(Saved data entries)
___
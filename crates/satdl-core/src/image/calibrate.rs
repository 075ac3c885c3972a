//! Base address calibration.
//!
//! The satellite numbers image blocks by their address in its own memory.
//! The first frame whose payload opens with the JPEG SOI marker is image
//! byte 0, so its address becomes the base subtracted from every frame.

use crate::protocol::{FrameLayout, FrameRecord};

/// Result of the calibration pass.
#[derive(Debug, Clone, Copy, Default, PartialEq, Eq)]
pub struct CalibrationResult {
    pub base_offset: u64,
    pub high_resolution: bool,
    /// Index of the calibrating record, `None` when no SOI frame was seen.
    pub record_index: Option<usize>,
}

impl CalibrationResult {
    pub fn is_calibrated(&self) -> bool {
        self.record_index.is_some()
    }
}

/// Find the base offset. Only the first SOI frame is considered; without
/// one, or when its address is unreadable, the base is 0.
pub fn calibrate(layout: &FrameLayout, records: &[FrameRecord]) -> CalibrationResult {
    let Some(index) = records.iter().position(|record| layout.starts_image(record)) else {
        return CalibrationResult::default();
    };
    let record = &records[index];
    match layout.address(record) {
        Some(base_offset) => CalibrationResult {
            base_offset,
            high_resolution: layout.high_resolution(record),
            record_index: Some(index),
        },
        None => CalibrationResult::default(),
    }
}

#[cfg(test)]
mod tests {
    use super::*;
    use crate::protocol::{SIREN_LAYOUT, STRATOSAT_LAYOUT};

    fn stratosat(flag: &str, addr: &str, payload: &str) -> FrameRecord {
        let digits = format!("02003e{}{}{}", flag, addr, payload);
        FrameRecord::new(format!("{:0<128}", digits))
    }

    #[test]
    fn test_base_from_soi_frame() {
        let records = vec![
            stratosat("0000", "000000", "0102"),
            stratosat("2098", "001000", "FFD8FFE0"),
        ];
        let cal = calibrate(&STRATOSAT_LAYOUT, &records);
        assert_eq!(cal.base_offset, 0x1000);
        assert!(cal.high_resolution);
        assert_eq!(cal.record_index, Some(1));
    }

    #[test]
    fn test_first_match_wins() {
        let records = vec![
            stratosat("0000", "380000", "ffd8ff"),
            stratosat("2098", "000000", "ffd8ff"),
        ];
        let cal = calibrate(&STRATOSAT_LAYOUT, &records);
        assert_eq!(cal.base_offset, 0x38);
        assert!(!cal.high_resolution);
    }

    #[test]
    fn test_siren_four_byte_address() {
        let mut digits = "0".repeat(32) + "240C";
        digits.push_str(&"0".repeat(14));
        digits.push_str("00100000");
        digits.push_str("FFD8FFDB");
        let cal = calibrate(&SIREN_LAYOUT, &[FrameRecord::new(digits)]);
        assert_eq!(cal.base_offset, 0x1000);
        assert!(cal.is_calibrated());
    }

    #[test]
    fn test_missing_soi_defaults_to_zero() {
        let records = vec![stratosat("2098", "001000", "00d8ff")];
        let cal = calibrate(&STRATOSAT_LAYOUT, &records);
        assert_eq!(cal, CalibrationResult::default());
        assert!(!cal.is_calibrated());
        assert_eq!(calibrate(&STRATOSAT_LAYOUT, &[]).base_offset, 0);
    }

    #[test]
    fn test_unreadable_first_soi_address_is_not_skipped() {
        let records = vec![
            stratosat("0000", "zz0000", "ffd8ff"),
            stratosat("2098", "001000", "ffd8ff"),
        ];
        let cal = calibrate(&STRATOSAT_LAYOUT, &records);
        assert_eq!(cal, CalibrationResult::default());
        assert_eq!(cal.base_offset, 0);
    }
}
___
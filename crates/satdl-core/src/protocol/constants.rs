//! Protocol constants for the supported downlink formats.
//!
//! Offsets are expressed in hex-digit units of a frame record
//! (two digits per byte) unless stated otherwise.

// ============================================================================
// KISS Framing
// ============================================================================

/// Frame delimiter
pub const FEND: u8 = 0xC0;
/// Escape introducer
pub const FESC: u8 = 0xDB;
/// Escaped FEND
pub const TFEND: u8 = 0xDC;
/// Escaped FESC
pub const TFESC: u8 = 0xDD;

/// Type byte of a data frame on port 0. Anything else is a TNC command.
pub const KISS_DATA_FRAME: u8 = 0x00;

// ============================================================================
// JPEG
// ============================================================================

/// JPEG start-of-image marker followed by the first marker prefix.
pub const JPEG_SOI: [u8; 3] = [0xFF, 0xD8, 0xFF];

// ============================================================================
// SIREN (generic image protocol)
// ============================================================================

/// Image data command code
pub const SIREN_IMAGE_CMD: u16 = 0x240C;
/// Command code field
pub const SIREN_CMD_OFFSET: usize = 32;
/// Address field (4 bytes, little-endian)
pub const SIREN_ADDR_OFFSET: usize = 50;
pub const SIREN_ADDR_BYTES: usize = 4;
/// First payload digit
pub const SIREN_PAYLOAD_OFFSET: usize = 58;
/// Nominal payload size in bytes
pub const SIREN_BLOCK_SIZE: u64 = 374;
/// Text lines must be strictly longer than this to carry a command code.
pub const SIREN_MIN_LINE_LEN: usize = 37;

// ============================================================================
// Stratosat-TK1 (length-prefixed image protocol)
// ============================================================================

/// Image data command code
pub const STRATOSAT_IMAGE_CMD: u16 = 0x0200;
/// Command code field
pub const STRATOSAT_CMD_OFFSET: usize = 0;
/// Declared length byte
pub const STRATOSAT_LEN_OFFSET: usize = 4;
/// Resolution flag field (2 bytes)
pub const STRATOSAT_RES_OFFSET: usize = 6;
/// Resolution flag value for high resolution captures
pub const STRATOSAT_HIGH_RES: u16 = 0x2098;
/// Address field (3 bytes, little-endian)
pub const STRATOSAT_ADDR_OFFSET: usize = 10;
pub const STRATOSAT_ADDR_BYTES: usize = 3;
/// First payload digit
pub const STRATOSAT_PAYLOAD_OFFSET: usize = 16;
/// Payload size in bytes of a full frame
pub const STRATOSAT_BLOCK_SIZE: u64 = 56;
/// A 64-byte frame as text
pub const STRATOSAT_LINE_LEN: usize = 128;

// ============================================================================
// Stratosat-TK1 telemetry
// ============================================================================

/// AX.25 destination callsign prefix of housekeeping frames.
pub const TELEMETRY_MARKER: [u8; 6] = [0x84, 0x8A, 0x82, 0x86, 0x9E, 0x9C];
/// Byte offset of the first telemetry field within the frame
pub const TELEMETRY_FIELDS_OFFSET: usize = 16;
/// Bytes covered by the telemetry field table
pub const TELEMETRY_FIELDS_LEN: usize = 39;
___
_Your goal_.
Return a word-for-word copy of the lines above from the one holding "filename crates/satdl-core/src/protocol/constants.rs" through the one holding "first marker prefix.", with both of them included and nothing besides.

_Reply_.
filename crates/satdl-core/src/protocol/constants.rs
//! Protocol constants for the supported downlink formats.
//!
//! Offsets are expressed in hex-digit units of a frame record
//! (two digits per byte) unless stated otherwise.

// ============================================================================
// KISS Framing
// ============================================================================

/// Frame delimiter
pub const FEND: u8 = 0xC0;
/// Escape introducer
pub const FESC: u8 = 0xDB;
/// Escaped FEND
pub const TFEND: u8 = 0xDC;
/// Escaped FESC
pub const TFESC: u8 = 0xDD;

/// Type byte of a data frame on port 0. Anything else is a TNC command.
pub const KISS_DATA_FRAME: u8 = 0x00;

// ============================================================================
// JPEG
// ============================================================================

/// JPEG start-of-image marker followed by the first marker prefix.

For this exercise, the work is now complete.